─── RECORDS SHOWN
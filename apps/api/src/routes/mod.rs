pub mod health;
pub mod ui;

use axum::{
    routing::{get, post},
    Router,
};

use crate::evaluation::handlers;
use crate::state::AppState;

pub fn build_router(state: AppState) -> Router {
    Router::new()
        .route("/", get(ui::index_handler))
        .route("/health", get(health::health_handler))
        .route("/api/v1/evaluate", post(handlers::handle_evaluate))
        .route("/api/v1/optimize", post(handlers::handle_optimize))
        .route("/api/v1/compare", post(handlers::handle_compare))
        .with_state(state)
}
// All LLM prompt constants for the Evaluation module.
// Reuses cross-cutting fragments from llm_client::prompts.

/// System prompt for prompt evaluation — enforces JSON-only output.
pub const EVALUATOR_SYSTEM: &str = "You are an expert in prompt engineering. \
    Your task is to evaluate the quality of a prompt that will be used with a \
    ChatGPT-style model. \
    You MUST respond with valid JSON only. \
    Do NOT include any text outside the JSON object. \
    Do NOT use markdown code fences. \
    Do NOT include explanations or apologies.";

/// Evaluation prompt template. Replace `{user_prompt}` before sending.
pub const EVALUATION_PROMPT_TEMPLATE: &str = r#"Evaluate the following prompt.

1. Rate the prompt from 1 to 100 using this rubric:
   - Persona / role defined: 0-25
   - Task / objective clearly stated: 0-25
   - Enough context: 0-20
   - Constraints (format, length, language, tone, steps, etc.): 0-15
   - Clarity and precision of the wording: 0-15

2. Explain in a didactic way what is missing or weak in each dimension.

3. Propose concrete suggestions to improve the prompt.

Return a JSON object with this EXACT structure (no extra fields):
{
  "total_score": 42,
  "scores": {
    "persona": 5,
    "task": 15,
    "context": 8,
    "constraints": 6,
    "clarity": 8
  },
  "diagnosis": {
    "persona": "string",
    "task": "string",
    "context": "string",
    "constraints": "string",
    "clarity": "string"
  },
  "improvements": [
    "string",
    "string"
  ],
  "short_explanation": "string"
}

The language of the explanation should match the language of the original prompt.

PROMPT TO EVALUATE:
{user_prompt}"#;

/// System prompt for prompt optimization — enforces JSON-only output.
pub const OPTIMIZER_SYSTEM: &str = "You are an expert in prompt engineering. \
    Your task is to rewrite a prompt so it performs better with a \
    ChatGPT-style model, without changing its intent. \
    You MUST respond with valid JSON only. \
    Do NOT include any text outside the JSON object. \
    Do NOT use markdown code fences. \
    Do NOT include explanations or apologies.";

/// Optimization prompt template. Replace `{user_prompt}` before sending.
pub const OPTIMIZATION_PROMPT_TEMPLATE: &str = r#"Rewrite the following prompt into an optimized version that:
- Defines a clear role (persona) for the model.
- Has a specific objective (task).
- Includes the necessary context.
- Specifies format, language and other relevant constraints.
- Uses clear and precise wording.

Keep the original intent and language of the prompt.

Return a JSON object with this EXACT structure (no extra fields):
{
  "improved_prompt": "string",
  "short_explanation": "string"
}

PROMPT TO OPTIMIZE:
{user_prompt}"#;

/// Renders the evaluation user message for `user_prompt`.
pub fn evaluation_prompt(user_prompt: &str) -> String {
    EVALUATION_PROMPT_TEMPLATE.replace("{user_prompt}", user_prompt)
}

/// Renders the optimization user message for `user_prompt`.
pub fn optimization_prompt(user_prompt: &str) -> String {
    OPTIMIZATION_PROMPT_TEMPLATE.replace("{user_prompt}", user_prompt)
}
──────
─── RECORDS SHOWN
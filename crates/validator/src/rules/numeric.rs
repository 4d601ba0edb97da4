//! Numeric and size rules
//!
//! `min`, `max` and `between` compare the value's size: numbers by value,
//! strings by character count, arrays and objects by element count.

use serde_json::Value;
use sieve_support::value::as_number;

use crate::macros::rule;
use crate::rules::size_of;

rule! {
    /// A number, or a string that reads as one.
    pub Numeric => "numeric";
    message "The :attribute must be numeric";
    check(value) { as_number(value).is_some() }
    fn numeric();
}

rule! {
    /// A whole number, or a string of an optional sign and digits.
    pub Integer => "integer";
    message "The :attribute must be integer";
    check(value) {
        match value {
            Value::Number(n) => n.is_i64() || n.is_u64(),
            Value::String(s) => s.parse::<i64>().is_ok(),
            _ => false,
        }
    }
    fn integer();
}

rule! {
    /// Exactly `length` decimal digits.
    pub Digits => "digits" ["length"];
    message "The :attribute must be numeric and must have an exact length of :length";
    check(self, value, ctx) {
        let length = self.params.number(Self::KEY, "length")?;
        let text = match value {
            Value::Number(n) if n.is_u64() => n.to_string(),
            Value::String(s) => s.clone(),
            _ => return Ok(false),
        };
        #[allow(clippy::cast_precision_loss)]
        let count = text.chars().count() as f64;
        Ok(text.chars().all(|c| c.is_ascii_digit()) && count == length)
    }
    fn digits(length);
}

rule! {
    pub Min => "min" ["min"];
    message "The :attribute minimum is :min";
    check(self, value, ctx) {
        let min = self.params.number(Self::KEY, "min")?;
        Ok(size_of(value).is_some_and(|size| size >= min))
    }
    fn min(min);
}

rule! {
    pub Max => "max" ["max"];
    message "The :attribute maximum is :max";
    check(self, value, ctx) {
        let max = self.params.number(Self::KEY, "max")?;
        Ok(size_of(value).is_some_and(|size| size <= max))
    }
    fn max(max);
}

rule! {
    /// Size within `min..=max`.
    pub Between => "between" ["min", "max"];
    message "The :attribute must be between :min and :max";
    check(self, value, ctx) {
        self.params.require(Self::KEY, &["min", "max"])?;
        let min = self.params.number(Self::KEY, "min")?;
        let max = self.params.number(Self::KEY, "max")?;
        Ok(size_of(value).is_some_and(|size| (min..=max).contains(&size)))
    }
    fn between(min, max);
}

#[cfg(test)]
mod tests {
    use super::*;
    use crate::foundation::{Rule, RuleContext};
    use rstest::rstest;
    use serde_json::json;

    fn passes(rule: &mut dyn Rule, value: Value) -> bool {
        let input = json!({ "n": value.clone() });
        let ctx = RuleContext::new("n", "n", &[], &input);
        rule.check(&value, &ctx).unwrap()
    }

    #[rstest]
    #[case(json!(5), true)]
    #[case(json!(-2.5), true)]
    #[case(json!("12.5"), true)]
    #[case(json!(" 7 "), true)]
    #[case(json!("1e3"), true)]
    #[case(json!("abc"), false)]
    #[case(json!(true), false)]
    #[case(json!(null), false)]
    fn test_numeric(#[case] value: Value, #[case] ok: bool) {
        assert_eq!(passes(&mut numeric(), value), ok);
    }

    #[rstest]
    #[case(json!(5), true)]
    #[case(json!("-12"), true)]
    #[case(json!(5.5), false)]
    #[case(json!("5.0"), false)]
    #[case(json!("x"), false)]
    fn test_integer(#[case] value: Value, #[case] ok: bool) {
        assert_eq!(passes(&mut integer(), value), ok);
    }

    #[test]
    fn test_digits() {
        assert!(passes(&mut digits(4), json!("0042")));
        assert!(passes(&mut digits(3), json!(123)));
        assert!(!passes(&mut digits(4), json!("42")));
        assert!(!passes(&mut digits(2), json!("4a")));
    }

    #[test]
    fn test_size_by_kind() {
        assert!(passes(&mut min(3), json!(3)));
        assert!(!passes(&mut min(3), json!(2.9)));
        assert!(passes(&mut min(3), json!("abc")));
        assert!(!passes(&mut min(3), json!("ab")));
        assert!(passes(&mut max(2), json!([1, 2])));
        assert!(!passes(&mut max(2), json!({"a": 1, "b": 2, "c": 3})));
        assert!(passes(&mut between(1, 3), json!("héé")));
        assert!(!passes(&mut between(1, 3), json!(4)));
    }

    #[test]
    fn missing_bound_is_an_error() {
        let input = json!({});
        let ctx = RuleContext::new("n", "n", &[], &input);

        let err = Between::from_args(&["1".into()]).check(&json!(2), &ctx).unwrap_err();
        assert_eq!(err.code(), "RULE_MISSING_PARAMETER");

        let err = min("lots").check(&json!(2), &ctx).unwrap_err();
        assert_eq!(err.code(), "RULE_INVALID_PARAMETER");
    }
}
──────
● WHAT TO DO:
Copy out each line of the listing where the string "compare" appears.

● RESPONSE BELOW:
        .route("/api/v1/compare", post(handlers::handle_compare))
//! `min`, `max` and `between` compare the value's size: numbers by value,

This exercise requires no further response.